- **Task**: Below are records; please set down exactly the lines from the first through the one containing "to the home page.".

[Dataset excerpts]
--- START ---
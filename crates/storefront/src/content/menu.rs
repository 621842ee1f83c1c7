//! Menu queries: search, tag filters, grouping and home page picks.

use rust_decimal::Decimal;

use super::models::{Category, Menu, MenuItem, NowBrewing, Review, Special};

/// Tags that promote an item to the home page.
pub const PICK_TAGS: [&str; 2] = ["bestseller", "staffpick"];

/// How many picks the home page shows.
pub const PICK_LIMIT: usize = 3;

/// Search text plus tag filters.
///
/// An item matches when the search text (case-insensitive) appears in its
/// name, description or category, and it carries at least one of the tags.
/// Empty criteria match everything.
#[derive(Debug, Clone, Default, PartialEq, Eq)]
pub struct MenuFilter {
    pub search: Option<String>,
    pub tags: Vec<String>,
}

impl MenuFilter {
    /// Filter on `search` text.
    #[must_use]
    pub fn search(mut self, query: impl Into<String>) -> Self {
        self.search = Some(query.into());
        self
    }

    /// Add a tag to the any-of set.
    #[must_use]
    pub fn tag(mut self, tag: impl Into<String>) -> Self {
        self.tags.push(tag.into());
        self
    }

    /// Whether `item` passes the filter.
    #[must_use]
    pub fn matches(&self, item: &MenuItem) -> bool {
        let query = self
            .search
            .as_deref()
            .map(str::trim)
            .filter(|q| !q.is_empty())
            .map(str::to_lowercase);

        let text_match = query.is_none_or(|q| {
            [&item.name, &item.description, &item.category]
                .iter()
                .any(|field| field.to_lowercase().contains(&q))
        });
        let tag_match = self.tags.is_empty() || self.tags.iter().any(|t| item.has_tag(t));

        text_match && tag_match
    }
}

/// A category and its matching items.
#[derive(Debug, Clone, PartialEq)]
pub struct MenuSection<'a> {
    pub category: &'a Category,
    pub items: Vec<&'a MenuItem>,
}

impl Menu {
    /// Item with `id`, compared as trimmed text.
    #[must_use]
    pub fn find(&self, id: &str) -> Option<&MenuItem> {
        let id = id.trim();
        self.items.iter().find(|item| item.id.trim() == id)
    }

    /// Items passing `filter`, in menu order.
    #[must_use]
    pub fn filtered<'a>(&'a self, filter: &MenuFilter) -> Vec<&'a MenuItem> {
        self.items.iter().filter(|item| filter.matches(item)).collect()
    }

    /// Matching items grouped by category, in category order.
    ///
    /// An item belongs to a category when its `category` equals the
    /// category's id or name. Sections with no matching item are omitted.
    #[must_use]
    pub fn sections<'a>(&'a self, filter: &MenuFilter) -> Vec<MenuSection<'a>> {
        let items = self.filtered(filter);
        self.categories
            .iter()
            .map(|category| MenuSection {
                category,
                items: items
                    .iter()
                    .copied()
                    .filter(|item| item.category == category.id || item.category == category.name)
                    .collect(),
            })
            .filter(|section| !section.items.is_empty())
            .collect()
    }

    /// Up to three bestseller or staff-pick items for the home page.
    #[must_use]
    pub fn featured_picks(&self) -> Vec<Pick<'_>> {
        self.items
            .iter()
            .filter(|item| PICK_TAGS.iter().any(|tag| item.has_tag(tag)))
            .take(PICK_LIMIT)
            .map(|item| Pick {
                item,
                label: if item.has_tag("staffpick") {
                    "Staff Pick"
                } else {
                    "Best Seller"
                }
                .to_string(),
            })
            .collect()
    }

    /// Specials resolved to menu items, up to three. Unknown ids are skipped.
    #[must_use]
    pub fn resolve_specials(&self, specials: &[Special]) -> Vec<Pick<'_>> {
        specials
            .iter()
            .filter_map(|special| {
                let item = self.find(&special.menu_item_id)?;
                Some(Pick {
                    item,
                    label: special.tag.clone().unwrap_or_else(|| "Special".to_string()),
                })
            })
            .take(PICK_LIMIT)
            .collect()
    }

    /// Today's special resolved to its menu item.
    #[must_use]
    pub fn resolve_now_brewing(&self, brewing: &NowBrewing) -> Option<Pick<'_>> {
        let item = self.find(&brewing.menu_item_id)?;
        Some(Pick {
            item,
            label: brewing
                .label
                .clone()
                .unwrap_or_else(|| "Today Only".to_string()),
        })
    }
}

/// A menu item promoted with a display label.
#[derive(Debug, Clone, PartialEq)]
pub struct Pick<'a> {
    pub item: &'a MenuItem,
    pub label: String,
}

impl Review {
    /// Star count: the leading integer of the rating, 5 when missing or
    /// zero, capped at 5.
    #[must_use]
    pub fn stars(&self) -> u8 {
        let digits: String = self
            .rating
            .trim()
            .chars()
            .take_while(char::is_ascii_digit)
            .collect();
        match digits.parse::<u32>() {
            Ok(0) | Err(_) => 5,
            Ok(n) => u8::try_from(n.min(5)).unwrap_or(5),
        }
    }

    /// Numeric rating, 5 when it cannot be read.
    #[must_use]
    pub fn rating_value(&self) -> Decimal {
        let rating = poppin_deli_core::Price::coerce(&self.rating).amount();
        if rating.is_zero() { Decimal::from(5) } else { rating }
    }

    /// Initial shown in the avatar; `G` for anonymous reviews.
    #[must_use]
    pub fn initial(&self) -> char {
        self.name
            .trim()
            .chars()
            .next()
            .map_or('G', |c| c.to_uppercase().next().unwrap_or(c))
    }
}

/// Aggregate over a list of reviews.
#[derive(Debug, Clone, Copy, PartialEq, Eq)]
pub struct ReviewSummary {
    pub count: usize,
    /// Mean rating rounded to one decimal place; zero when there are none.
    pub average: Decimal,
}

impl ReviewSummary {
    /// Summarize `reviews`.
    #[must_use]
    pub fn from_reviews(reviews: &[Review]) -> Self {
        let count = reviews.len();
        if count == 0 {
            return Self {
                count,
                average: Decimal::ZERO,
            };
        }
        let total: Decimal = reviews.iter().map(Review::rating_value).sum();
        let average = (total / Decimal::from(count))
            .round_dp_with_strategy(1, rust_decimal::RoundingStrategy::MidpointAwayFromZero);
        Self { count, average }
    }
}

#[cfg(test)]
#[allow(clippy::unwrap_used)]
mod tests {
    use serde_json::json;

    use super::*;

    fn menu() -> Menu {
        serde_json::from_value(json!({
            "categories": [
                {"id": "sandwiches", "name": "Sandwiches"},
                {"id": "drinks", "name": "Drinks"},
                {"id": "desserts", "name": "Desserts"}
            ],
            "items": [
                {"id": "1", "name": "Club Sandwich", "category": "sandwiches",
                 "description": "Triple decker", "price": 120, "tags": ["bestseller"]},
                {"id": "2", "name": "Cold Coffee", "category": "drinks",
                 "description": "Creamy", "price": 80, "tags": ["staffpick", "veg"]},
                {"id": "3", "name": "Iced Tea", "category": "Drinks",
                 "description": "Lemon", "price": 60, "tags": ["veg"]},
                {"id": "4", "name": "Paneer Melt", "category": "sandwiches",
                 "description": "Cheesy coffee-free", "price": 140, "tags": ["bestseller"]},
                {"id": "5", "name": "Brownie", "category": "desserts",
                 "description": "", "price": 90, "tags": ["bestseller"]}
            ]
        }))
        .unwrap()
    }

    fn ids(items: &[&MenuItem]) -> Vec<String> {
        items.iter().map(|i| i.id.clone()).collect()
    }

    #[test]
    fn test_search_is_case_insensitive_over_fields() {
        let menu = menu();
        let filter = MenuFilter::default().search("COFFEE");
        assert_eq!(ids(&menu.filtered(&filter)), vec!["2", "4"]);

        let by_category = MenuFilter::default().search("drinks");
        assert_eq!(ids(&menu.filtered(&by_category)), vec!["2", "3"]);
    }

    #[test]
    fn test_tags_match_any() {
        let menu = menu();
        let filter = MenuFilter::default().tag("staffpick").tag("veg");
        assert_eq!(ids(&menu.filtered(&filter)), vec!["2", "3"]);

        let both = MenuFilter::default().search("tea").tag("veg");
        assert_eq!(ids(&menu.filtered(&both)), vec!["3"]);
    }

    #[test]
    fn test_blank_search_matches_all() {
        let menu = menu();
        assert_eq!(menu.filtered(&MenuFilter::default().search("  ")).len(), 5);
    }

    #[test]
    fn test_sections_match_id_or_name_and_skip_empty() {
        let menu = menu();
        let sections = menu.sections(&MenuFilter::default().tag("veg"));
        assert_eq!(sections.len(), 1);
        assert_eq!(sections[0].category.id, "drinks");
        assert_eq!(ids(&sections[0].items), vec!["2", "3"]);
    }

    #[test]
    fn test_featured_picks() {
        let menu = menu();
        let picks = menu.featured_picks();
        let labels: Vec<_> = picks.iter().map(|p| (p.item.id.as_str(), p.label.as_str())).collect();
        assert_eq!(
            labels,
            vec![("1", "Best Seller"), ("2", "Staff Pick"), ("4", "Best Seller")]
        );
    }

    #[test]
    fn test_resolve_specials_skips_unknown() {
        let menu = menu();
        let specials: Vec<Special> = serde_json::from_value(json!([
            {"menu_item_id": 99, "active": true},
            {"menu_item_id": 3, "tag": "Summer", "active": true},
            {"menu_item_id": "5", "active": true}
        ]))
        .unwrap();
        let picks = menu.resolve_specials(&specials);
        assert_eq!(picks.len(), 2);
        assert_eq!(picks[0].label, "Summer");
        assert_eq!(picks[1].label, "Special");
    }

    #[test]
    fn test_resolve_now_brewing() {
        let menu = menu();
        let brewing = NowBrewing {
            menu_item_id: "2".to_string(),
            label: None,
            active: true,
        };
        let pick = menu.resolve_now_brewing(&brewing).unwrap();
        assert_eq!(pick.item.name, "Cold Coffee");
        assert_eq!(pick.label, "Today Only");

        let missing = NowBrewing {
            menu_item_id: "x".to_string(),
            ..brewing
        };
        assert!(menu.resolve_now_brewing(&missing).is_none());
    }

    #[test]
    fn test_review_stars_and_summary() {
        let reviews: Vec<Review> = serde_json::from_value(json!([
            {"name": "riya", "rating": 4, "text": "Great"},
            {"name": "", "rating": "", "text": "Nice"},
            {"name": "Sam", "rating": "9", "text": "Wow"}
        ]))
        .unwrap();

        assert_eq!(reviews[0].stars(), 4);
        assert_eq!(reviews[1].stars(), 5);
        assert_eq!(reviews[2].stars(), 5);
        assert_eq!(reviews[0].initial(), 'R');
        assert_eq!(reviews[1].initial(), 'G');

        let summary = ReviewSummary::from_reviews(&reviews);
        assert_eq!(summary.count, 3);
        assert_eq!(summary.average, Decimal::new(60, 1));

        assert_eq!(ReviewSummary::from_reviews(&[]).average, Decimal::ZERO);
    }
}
--- END ---
- **Exercise output**:
filename crates/storefront/src/content/menu.rs
repository 621842ee1f83c1c7
//! Menu queries: search, tag filters, grouping and home page picks.

use rust_decimal::Decimal;

use super::models::{Category, Menu, MenuItem, NowBrewing, Review, Special};

/// Tags that promote an item to the home page.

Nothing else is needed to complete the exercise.